Time • The time at any location is simply the distance traveled since the velocity was last calculated divided by the velocity at that point. • As a team, take 5 minutes and find the elapsed time for every velocity on your Excel spreadsheet.
Time Should have 1ft intervals (whole numbers) in here
Is this realistic? • Since the loss equations we are using are specific to our materials, we have to transfer our numbers to the size of an actual coaster.
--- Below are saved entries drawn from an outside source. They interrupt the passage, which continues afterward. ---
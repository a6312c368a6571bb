//! Search index provider trait definition.
//!
//! This module defines the abstract interface for search index operations,
//! allowing for different backend implementations (Solr, in-memory mocks, etc.).

use async_trait::async_trait;

use appointment_search_shared::SearchDocument;

use crate::errors::SearchIndexError;
use crate::types::{BatchOperationSummary, DeleteQuery};

/// Abstracts the underlying search index implementation.
///
/// Implementations are shared behind an `Arc` between the indexer and the
/// reindex coordinator tasks, so they must be `Send + Sync`.
///
/// # Note on Document Creation
///
/// There is no separate `update` function: documents are keyed by their uid,
/// so writing a document with an existing uid replaces the stored one.
#[async_trait]
pub trait SearchIndexProvider: Send + Sync {
    /// Check that the backend answers before any document operation.
    ///
    /// # Returns
    ///
    /// * `Ok(())` - If the index is ready for use
    /// * `Err(SearchIndexError)` - If the backend cannot be reached
    async fn ensure_ready(&self) -> Result<(), SearchIndexError>;

    /// Write a batch of documents, replacing any document with the same uid.
    ///
    /// Documents are written sequentially; there is no multi-document
    /// transaction. A failure on one part of the batch does not roll back the
    /// parts already written.
    ///
    /// # Arguments
    ///
    /// * `documents` - The documents to write
    ///
    /// # Returns
    ///
    /// * `Ok(BatchOperationSummary)` - Per-document outcome
    /// * `Err(SearchIndexError)` - If the batch could not be sent at all
    async fn write_documents(
        &self,
        documents: &[SearchDocument],
    ) -> Result<BatchOperationSummary, SearchIndexError>;

    /// Delete every document matching the query.
    ///
    /// Deleting documents that do not exist is a success.
    async fn delete_by_query(&self, query: &DeleteQuery) -> Result<(), SearchIndexError>;

    /// Write a single document.
    async fn write_document(&self, document: &SearchDocument) -> Result<(), SearchIndexError> {
        let summary = self.write_documents(std::slice::from_ref(document)).await?;
        match summary.results.into_iter().find(|r| !r.success) {
            Some(failed) => Err(failed
                .error
                .unwrap_or_else(|| SearchIndexError::write(document.uid.clone()))),
            None => Ok(()),
        }
    }
}
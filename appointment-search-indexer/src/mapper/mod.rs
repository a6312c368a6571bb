//! Mapper module for the appointment indexer.
//!
//! Turns booking snapshots (forms and slots) into search documents.

mod consecutive;
mod document_mapper;
mod resource;

pub use consecutive::{affected_predecessors, consecutive_count};
pub use document_mapper::{aggregate_places, hie_date, DocumentMapper};
pub use resource::{
    build_resource_uid, form_uid, form_url, iso_local_date_time, site_form_uid, slot_resource_id,
    slot_uid, slot_url, ResourceType, SHORT_NAME_APPOINTMENT, SHORT_NAME_SLOT,
};
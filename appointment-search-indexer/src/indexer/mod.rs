//! Indexer module for the appointment indexer.
//!
//! Writes form and slot documents to the search index and deletes them.
//!
//! Writes are serialized per resource through [`KeyedLocks`]; queued slot
//! notifications wait in [`PendingSlots`].

mod appointment_indexer;
mod locks;
mod pending;
mod window;

pub use appointment_indexer::{
    AppointmentIndexer, INDEXER_DESCRIPTION, INDEXER_NAME, INDEXER_VERSION,
};
pub use locks::KeyedLocks;
pub use pending::PendingSlots;
pub use window::{display_window, filter_min_notice, is_period_valid_to_index};
//! Configuration and dependency wiring for the appointment indexer.

mod dependencies;
mod settings;

pub use dependencies::{ConnectionMode, Dependencies};
pub use settings::{CoordinatorConfig, IndexerConfig, SiteConfig};
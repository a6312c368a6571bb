//! # Appointment Search Repository
//!
//! This crate provides the trait and implementation used to write appointment
//! documents to the search index. It includes definitions for errors, the
//! provider interface, delete queries, and a concrete implementation for Solr.

pub mod config;
pub mod errors;
pub mod interfaces;
pub mod solr;
pub mod types;
pub mod utils;

pub use config::SolrConfig;
pub use errors::SearchIndexError;
pub use interfaces::SearchIndexProvider;
pub use solr::SolrProvider;
pub use types::{BatchOperationResult, BatchOperationSummary, DeleteQuery};
pub use utils::escape_query_value;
This means that the scale factor becomes 1 in. = 1 ft., so from the previous exercises, 40 ft. = 1 ft. • This scale factor will not be used to determine velocity, but it should be used to determine elapsed time in your cost workbook.
Model Your Own Coaster! • Now you get to model your own coaster!!! • Your coaster should have the actual velocity, g’s, running distance (1 ft intervals), and running time at every increment. • You should measure the track distance at the beginning and end of every section (broken down into track pieces (i.e. loops, ramps, etc.) and accelerating or decelerating) and at one foot intervals between those increments. For loops or curves use simple angle divisions (45 or 90 degrees) and not one foot intervals. • Your sheet should also have a graph of the g’s vs. running distance and your estimated thrill factor and a graph of the velocity vs. distance. • You may include any other graphs that will make your spreadsheet easier to understand. Don’t forget to format everything!
Analyzing Your Data • Getting weird numbers??? • Need to make any changes??? • What kind of changes??? • Have you documented the changes???